# What the task asks:
Write all of the entries out again exactly.

# Provided material:
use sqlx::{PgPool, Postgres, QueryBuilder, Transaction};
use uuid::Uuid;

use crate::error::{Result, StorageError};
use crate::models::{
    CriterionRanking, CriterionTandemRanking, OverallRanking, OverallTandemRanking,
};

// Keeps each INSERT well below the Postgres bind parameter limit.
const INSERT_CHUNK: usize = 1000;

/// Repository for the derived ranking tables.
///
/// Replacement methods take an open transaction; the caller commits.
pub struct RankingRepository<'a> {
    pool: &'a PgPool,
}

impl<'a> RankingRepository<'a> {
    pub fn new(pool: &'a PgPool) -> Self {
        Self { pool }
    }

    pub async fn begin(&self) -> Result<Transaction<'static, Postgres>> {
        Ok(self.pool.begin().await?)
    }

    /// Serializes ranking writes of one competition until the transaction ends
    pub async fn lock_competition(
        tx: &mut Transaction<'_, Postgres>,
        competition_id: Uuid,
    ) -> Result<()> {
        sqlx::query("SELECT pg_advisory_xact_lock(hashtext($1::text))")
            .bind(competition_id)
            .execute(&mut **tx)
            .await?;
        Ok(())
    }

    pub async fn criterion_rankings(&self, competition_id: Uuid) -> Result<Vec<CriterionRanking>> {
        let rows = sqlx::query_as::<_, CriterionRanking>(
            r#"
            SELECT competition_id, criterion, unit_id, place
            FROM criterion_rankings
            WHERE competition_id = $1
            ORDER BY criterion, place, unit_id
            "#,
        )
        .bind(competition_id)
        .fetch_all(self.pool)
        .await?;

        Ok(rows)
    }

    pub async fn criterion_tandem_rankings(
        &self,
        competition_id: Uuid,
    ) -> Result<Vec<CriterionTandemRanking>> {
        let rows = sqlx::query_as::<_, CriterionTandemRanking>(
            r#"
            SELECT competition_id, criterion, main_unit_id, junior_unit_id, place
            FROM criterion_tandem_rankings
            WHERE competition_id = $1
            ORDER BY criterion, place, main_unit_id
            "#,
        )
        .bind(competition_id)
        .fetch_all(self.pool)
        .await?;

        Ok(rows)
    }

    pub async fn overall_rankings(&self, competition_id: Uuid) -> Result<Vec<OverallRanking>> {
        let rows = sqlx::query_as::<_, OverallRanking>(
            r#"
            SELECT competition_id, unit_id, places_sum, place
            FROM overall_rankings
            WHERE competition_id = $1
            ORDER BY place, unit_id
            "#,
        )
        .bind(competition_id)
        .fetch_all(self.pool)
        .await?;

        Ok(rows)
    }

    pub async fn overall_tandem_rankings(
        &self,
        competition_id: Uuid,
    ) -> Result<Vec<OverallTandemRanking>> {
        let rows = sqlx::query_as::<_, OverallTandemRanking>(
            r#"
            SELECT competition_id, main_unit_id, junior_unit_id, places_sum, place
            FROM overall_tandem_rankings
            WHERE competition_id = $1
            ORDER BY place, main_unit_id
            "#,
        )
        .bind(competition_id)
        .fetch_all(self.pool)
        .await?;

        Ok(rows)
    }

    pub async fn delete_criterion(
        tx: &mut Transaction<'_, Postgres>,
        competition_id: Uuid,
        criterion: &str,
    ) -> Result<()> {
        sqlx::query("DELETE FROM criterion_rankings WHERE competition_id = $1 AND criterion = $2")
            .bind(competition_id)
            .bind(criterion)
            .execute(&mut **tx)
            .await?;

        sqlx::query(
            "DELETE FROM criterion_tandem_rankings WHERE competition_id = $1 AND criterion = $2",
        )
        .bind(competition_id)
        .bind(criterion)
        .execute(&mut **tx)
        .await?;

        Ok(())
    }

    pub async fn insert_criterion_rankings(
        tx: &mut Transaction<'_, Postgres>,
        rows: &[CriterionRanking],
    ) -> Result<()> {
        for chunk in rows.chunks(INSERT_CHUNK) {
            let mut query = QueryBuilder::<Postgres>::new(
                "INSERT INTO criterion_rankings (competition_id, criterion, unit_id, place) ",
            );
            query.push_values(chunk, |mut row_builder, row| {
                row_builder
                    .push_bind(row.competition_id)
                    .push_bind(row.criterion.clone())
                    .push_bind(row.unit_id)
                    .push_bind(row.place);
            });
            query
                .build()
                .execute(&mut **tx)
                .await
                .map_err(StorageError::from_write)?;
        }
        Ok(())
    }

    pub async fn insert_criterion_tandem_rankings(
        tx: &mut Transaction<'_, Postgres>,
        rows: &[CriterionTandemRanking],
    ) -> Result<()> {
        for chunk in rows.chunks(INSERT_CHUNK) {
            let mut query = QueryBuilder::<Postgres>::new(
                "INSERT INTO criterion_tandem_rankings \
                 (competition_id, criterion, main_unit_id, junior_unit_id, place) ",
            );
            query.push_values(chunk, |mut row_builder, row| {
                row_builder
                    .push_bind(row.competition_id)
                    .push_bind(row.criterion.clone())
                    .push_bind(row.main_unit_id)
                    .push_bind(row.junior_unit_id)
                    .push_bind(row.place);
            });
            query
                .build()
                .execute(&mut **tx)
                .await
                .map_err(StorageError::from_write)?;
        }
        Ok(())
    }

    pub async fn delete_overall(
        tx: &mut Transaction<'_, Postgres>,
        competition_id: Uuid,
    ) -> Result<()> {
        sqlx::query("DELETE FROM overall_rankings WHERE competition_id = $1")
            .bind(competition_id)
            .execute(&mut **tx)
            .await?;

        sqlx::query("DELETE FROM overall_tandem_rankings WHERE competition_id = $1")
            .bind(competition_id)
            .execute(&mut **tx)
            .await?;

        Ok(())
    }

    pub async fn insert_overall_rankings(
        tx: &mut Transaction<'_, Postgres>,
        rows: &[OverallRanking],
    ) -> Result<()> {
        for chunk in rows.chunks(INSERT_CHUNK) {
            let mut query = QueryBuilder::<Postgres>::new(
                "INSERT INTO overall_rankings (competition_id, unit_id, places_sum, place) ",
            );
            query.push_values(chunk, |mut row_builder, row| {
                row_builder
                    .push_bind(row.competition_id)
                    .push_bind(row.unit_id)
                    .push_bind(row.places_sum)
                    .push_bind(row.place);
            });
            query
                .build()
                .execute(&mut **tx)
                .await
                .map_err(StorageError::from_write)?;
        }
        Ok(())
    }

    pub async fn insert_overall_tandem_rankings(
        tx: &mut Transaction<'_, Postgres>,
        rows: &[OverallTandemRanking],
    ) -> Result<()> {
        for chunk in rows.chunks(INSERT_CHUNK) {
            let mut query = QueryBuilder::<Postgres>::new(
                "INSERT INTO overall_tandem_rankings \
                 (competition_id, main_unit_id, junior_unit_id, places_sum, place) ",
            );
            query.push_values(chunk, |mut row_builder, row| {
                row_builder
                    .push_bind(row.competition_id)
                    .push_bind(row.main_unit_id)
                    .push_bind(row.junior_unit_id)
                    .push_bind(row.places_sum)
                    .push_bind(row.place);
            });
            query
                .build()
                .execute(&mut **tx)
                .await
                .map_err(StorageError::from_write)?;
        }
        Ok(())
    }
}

# Reply:
use sqlx::{PgPool, Postgres, QueryBuilder, Transaction};
use uuid::Uuid;

use crate::error::{Result, StorageError};
use crate::models::{
    CriterionRanking, CriterionTandemRanking, OverallRanking, OverallTandemRanking,
};

// Keeps each INSERT well below the Postgres bind parameter limit.
const INSERT_CHUNK: usize = 1000;

/// Repository for the derived ranking tables.
///
/// Replacement methods take an open transaction; the caller commits.
pub struct RankingRepository<'a> {
    pool: &'a PgPool,
}

impl<'a> RankingRepository<'a> {
    pub fn new(pool: &'a PgPool) -> Self {
        Self { pool }
    }

    pub async fn begin(&self) -> Result<Transaction<'static, Postgres>> {
        Ok(self.pool.begin().await?)
    }

    /// Serializes ranking writes of one competition until the transaction ends
    pub async fn lock_competition(
        tx: &mut Transaction<'_, Postgres>,
        competition_id: Uuid,
    ) -> Result<()> {
        sqlx::query("SELECT pg_advisory_xact_lock(hashtext($1::text))")
            .bind(competition_id)
            .execute(&mut **tx)
            .await?;
        Ok(())
    }

    pub async fn criterion_rankings(&self, competition_id: Uuid) -> Result<Vec<CriterionRanking>> {
        let rows = sqlx::query_as::<_, CriterionRanking>(
            r#"
            SELECT competition_id, criterion, unit_id, place
            FROM criterion_rankings
            WHERE competition_id = $1
            ORDER BY criterion, place, unit_id
            "#,
        )
        .bind(competition_id)
        .fetch_all(self.pool)
        .await?;

        Ok(rows)
    }

    pub async fn criterion_tandem_rankings(
        &self,
        competition_id: Uuid,
    ) -> Result<Vec<CriterionTandemRanking>> {
        let rows = sqlx::query_as::<_, CriterionTandemRanking>(
            r#"
            SELECT competition_id, criterion, main_unit_id, junior_unit_id, place
            FROM criterion_tandem_rankings
            WHERE competition_id = $1
            ORDER BY criterion, place, main_unit_id
            "#,
        )
        .bind(competition_id)
        .fetch_all(self.pool)
        .await?;

        Ok(rows)
    }

    pub async fn overall_rankings(&self, competition_id: Uuid) -> Result<Vec<OverallRanking>> {
        let rows = sqlx::query_as::<_, OverallRanking>(
            r#"
            SELECT competition_id, unit_id, places_sum, place
            FROM overall_rankings
            WHERE competition_id = $1
            ORDER BY place, unit_id
            "#,
        )
        .bind(competition_id)
        .fetch_all(self.pool)
        .await?;

        Ok(rows)
    }

    pub async fn overall_tandem_rankings(
        &self,
        competition_id: Uuid,
    ) -> Result<Vec<OverallTandemRanking>> {
        let rows = sqlx::query_as::<_, OverallTandemRanking>(
            r#"
            SELECT competition_id, main_unit_id, junior_unit_id, places_sum, place
            FROM overall_tandem_rankings
            WHERE competition_id = $1
            ORDER BY place, main_unit_id
            "#,
        )
        .bind(competition_id)
        .fetch_all(self.pool)
        .await?;

        Ok(rows)
    }

    pub async fn delete_criterion(
        tx: &mut Transaction<'_, Postgres>,
        competition_id: Uuid,
        criterion: &str,
    ) -> Result<()> {
        sqlx::query("DELETE FROM criterion_rankings WHERE competition_id = $1 AND criterion = $2")
            .bind(competition_id)
            .bind(criterion)
            .execute(&mut **tx)
            .await?;

        sqlx::query(
            "DELETE FROM criterion_tandem_rankings WHERE competition_id = $1 AND criterion = $2",
        )
        .bind(competition_id)
        .bind(criterion)
        .execute(&mut **tx)
        .await?;

        Ok(())
    }

    pub async fn insert_criterion_rankings(
        tx: &mut Transaction<'_, Postgres>,
        rows: &[CriterionRanking],
    ) -> Result<()> {
        for chunk in rows.chunks(INSERT_CHUNK) {
            let mut query = QueryBuilder::<Postgres>::new(
                "INSERT INTO criterion_rankings (competition_id, criterion, unit_id, place) ",
            );
            query.push_values(chunk, |mut row_builder, row| {
                row_builder
                    .push_bind(row.competition_id)
                    .push_bind(row.criterion.clone())
                    .push_bind(row.unit_id)
                    .push_bind(row.place);
            });
            query
                .build()
                .execute(&mut **tx)
                .await
                .map_err(StorageError::from_write)?;
        }
        Ok(())
    }

    pub async fn insert_criterion_tandem_rankings(
        tx: &mut Transaction<'_, Postgres>,
        rows: &[CriterionTandemRanking],
    ) -> Result<()> {
        for chunk in rows.chunks(INSERT_CHUNK) {
            let mut query = QueryBuilder::<Postgres>::new(
                "INSERT INTO criterion_tandem_rankings \
                 (competition_id, criterion, main_unit_id, junior_unit_id, place) ",
            );
            query.push_values(chunk, |mut row_builder, row| {
                row_builder
                    .push_bind(row.competition_id)
                    .push_bind(row.criterion.clone())
                    .push_bind(row.main_unit_id)
                    .push_bind(row.junior_unit_id)
                    .push_bind(row.place);
            });
            query
                .build()
                .execute(&mut **tx)
                .await
                .map_err(StorageError::from_write)?;
        }
        Ok(())
    }

    pub async fn delete_overall(
        tx: &mut Transaction<'_, Postgres>,
        competition_id: Uuid,
    ) -> Result<()> {
        sqlx::query("DELETE FROM overall_rankings WHERE competition_id = $1")
            .bind(competition_id)
            .execute(&mut **tx)
            .await?;

        sqlx::query("DELETE FROM overall_tandem_rankings WHERE competition_id = $1")
            .bind(competition_id)
            .execute(&mut **tx)
            .await?;

        Ok(())
    }

    pub async fn insert_overall_rankings(
        tx: &mut Transaction<'_, Postgres>,
        rows: &[OverallRanking],
    ) -> Result<()> {
        for chunk in rows.chunks(INSERT_CHUNK) {
            let mut query = QueryBuilder::<Postgres>::new(
                "INSERT INTO overall_rankings (competition_id, unit_id, places_sum, place) ",
            );
            query.push_values(chunk, |mut row_builder, row| {
                row_builder
                    .push_bind(row.competition_id)
                    .push_bind(row.unit_id)
                    .push_bind(row.places_sum)
                    .push_bind(row.place);
            });
            query
                .build()
                .execute(&mut **tx)
                .await
                .map_err(StorageError::from_write)?;
        }
        Ok(())
    }

    pub async fn insert_overall_tandem_rankings(
        tx: &mut Transaction<'_, Postgres>,
        rows: &[OverallTandemRanking],
    ) -> Result<()> {
        for chunk in rows.chunks(INSERT_CHUNK) {
            let mut query = QueryBuilder::<Postgres>::new(
                "INSERT INTO overall_tandem_rankings \
                 (competition_id, main_unit_id, junior_unit_id, places_sum, place) ",
            );
            query.push_values(chunk, |mut row_builder, row| {
                row_builder
                    .push_bind(row.competition_id)
                    .push_bind(row.main_unit_id)
                    .push_bind(row.junior_unit_id)
                    .push_bind(row.places_sum)
                    .push_bind(row.place);
            });
            query
                .build()
                .execute(&mut **tx)
                .await
                .map_err(StorageError::from_write)?;
        }
        Ok(())
    }
}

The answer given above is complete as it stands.